REQUIREMENT –
The answer should contain each record below, repeated exactly.

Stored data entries
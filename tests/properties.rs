//! Property tests over random signals.

use kodft::dft::{forward, inverse};
use kodft::projection::{project, project_named, reconstruct, reconstruct_named};
use kodft::Basis;
use proptest::prelude::*;

proptest! {
    #[test]
    fn prop_dft_roundtrip(signal in proptest::collection::vec(-1000.0f64..1000.0, 1..64)) {
        let back = inverse(&forward(&signal));
        prop_assert_eq!(back.len(), signal.len());
        let scale = signal.iter().fold(1.0f64, |m, v| m.max(v.abs()));
        for (a, b) in signal.iter().zip(back.iter()) {
            prop_assert!((a - b).abs() <= 1e-9 * scale, "{} vs {}", a, b);
        }
    }

    #[test]
    fn prop_dc_is_sum(signal in proptest::collection::vec(-1000.0f64..1000.0, 1..64)) {
        let out = forward(&signal);
        let sum: f64 = signal.iter().sum();
        prop_assert!((out[0].re - sum).abs() <= 1e-9 * (1.0 + sum.abs()));
        prop_assert!(out[0].im.abs() < 1e-9);
    }

    #[test]
    fn prop_complex_exponential_roundtrip(signal in proptest::collection::vec(-100.0f64..100.0, 1..24)) {
        let back = reconstruct(&project(&signal, Basis::ComplexExponential), Basis::ComplexExponential);
        for (a, b) in signal.iter().zip(back.iter()) {
            prop_assert!((a - b.re).abs() < 1e-7, "{} vs {:?}", a, b);
        }
    }

    #[test]
    fn prop_unknown_names_rejected(name in "[a-z_]{1,12}") {
        let known = matches!(name.as_str(), "complex_exponential" | "sin" | "cos");
        let amps = project_named(&[1.0f64, 2.0], &name);
        prop_assert_eq!(amps.is_ok(), known);
        prop_assert_eq!(reconstruct_named::<f64>(&[], &name).is_ok(), known);
    }
}
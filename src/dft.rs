//! Direct (O(N²)) discrete Fourier transform of real, uniformly sampled
//! signals and its inverse.
//!
//! # Scaling and sign convention
//!
//! [`forward`] returns the **raw, unnormalised** sum
//!
//! ```text
//! re_k = Σ x[n]·cos(-2πkn/N)
//! im_k = Σ x[n]·sin(-2πkn/N)
//! ```
//!
//! No `1/N` factor is applied on the way in. [`inverse`] applies `1/N` and
//! reuses the *same* kernel signs rather than the conjugate:
//!
//! ```text
//! x[n] = (1/N)·Σ (re_k·cos(-2πkn/N) + im_k·sin(-2πkn/N))
//! ```
//!
//! For real input this pair round-trips exactly (up to rounding), which is
//! the contract callers rely on. Do not "fix" either side independently.

use alloc::vec::Vec;

use crate::num::{turn_fraction, Complex, Float};

#[cfg(feature = "parallel")]
use rayon::prelude::*;

/// Kernel angle `-2π·k·n/N`, with `k·n` reduced modulo `N` first so the
/// argument stays in `(-2π, 0]` for any length.
#[inline]
pub(crate) fn kernel_angle<T: Float>(k: usize, n: usize, len: usize) -> T {
    let reduced = ((k as u128 * n as u128) % len as u128) as usize;
    -turn_fraction::<T>(reduced, len)
}

fn forward_bin<T: Float>(samples: &[T], k: usize) -> Complex<T> {
    let len = samples.len();
    let mut acc = Complex::zero();
    for (n, &x) in samples.iter().enumerate() {
        let (sin, cos) = kernel_angle::<T>(k, n, len).sin_cos();
        acc.re = x.mul_add(cos, acc.re);
        acc.im = x.mul_add(sin, acc.im);
    }
    acc
}

fn inverse_sample<T: Float>(coefficients: &[Complex<T>], n: usize, inv_len: T) -> T {
    let len = coefficients.len();
    let mut acc = T::zero();
    for (k, c) in coefficients.iter().enumerate() {
        let (sin, cos) = kernel_angle::<T>(k, n, len).sin_cos();
        acc = c.re.mul_add(cos, acc);
        acc = c.im.mul_add(sin, acc);
    }
    acc * inv_len
}

#[cfg(feature = "parallel")]
fn use_parallel(len: usize) -> bool {
    len >= crate::config::parallel_threshold()
}

/// Forward DFT of a real signal.
///
/// Returns one coefficient per frequency index `k` in `0..N`, in increasing
/// order. Empty input yields an empty output.
pub fn forward<T: Float>(samples: &[T]) -> Vec<Complex<T>> {
    let len = samples.len();
    crate::trace_log!("dft forward: n = {}", len);
    #[cfg(feature = "parallel")]
    {
        if use_parallel(len) {
            return (0..len)
                .into_par_iter()
                .map(|k| forward_bin(samples, k))
                .collect();
        }
    }
    (0..len).map(|k| forward_bin(samples, k)).collect()
}

/// Inverse of [`forward`]. See the module docs for the sign convention.
///
/// Empty input yields an empty output.
pub fn inverse<T: Float>(coefficients: &[Complex<T>]) -> Vec<T> {
    let len = coefficients.len();
    crate::trace_log!("dft inverse: n = {}", len);
    if len == 0 {
        return Vec::new();
    }
    let inv_len = T::one() / crate::num::index_to_float::<T>(len);
    #[cfg(feature = "parallel")]
    {
        if use_parallel(len) {
            return (0..len)
                .into_par_iter()
                .map(|n| inverse_sample(coefficients, n, inv_len))
                .collect();
        }
    }
    (0..len)
        .map(|n| inverse_sample(coefficients, n, inv_len))
        .collect()
}

/// [`forward`] returning plain `(real, imag)` pairs.
pub fn forward_pairs<T: Float>(samples: &[T]) -> Vec<(T, T)> {
    forward(samples).into_iter().map(Into::into).collect()
}

/// [`inverse`] accepting plain `(real, imag)` pairs.
pub fn inverse_pairs<T: Float>(pairs: &[(T, T)]) -> Vec<T> {
    let coefficients: Vec<Complex<T>> = pairs.iter().map(|&p| p.into()).collect();
    inverse(&coefficients)
}

/// Magnitude `|c_k|` of each coefficient.
pub fn magnitudes<T: Float>(coefficients: &[Complex<T>]) -> Vec<T> {
    coefficients.iter().map(|c| c.norm()).collect()
}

RESULT OF THIS TASK –
filename tests/properties.rs
//! Property tests over random signals.

use kodft::dft::{forward, inverse};
use kodft::projection::{project, project_named, reconstruct, reconstruct_named};
use kodft::Basis;
use proptest::prelude::*;

proptest! {
    #[test]
    fn prop_dft_roundtrip(signal in proptest::collection::vec(-1000.0f64..1000.0, 1..64)) {
        let back = inverse(&forward(&signal));
        prop_assert_eq!(back.len(), signal.len());
        let scale = signal.iter().fold(1.0f64, |m, v| m.max(v.abs()));
        for (a, b) in signal.iter().zip(back.iter()) {
            prop_assert!((a - b).abs() <= 1e-9 * scale, "{} vs {}", a, b);
        }
    }

    #[test]
    fn prop_dc_is_sum(signal in proptest::collection::vec(-1000.0f64..1000.0, 1..64)) {
        let out = forward(&signal);
        let sum: f64 = signal.iter().sum();
        prop_assert!((out[0].re - sum).abs() <= 1e-9 * (1.0 + sum.abs()));
        prop_assert!(out[0].im.abs() < 1e-9);
    }

    #[test]
    fn prop_complex_exponential_roundtrip(signal in proptest::collection::vec(-100.0f64..100.0, 1..24)) {
        let back = reconstruct(&project(&signal, Basis::ComplexExponential), Basis::ComplexExponential);
        for (a, b) in signal.iter().zip(back.iter()) {
            prop_assert!((a - b.re).abs() < 1e-7, "{} vs {:?}", a, b);
        }
    }

    #[test]
    fn prop_unknown_names_rejected(name in "[a-z_]{1,12}") {
        let known = matches!(name.as_str(), "complex_exponential" | "sin" | "cos");
        let amps = project_named(&[1.0f64, 2.0], &name);
        prop_assert_eq!(amps.is_ok(), known);
        prop_assert_eq!(reconstruct_named::<f64>(&[], &name).is_ok(), known);
    }
}
filename src/dft.rs
//! Direct (O(N²)) discrete Fourier transform of real, uniformly sampled
//! signals and its inverse.
//!
//! # Scaling and sign convention
//!
//! [`forward`] returns the **raw, unnormalised** sum
//!
//! ```text
//! re_k = Σ x[n]·cos(-2πkn/N)
//! im_k = Σ x[n]·sin(-2πkn/N)
//! ```
//!
//! No `1/N` factor is applied on the way in. [`inverse`] applies `1/N` and
//! reuses the *same* kernel signs rather than the conjugate:
//!
//! ```text
//! x[n] = (1/N)·Σ (re_k·cos(-2πkn/N) + im_k·sin(-2πkn/N))
//! ```
//!
//! For real input this pair round-trips exactly (up to rounding), which is
//! the contract callers rely on. Do not "fix" either side independently.

use alloc::vec::Vec;

use crate::num::{turn_fraction, Complex, Float};

#[cfg(feature = "parallel")]
use rayon::prelude::*;

/// Kernel angle `-2π·k·n/N`, with `k·n` reduced modulo `N` first so the
/// argument stays in `(-2π, 0]` for any length.
#[inline]
pub(crate) fn kernel_angle<T: Float>(k: usize, n: usize, len: usize) -> T {
    let reduced = ((k as u128 * n as u128) % len as u128) as usize;
    -turn_fraction::<T>(reduced, len)
}

fn forward_bin<T: Float>(samples: &[T], k: usize) -> Complex<T> {
    let len = samples.len();
    let mut acc = Complex::zero();
    for (n, &x) in samples.iter().enumerate() {
        let (sin, cos) = kernel_angle::<T>(k, n, len).sin_cos();
        acc.re = x.mul_add(cos, acc.re);
        acc.im = x.mul_add(sin, acc.im);
    }
    acc
}

fn inverse_sample<T: Float>(coefficients: &[Complex<T>], n: usize, inv_len: T) -> T {
    let len = coefficients.len();
    let mut acc = T::zero();
    for (k, c) in coefficients.iter().enumerate() {
        let (sin, cos) = kernel_angle::<T>(k, n, len).sin_cos();
        acc = c.re.mul_add(cos, acc);
        acc = c.im.mul_add(sin, acc);
    }
    acc * inv_len
}

#[cfg(feature = "parallel")]
fn use_parallel(len: usize) -> bool {
    len >= crate::config::parallel_threshold()
}

/// Forward DFT of a real signal.
///
/// Returns one coefficient per frequency index `k` in `0..N`, in increasing
/// order. Empty input yields an empty output.
pub fn forward<T: Float>(samples: &[T]) -> Vec<Complex<T>> {
    let len = samples.len();
    crate::trace_log!("dft forward: n = {}", len);
    #[cfg(feature = "parallel")]
    {
        if use_parallel(len) {
            return (0..len)
                .into_par_iter()
                .map(|k| forward_bin(samples, k))
                .collect();
        }
    }
    (0..len).map(|k| forward_bin(samples, k)).collect()
}

/// Inverse of [`forward`]. See the module docs for the sign convention.
///
/// Empty input yields an empty output.
pub fn inverse<T: Float>(coefficients: &[Complex<T>]) -> Vec<T> {
    let len = coefficients.len();
    crate::trace_log!("dft inverse: n = {}", len);
    if len == 0 {
        return Vec::new();
    }
    let inv_len = T::one() / crate::num::index_to_float::<T>(len);
    #[cfg(feature = "parallel")]
    {
        if use_parallel(len) {
            return (0..len)
                .into_par_iter()
                .map(|n| inverse_sample(coefficients, n, inv_len))
                .collect();
        }
    }
    (0..len)
        .map(|n| inverse_sample(coefficients, n, inv_len))
        .collect()
}

/// [`forward`] returning plain `(real, imag)` pairs.
pub fn forward_pairs<T: Float>(samples: &[T]) -> Vec<(T, T)> {
    forward(samples).into_iter().map(Into::into).collect()
}

/// [`inverse`] accepting plain `(real, imag)` pairs.
pub fn inverse_pairs<T: Float>(pairs: &[(T, T)]) -> Vec<T> {
    let coefficients: Vec<Complex<T>> = pairs.iter().map(|&p| p.into()).collect();
    inverse(&coefficients)
}

/// Magnitude `|c_k|` of each coefficient.
pub fn magnitudes<T: Float>(coefficients: &[Complex<T>]) -> Vec<T> {
    coefficients.iter().map(|c| c.norm()).collect()
}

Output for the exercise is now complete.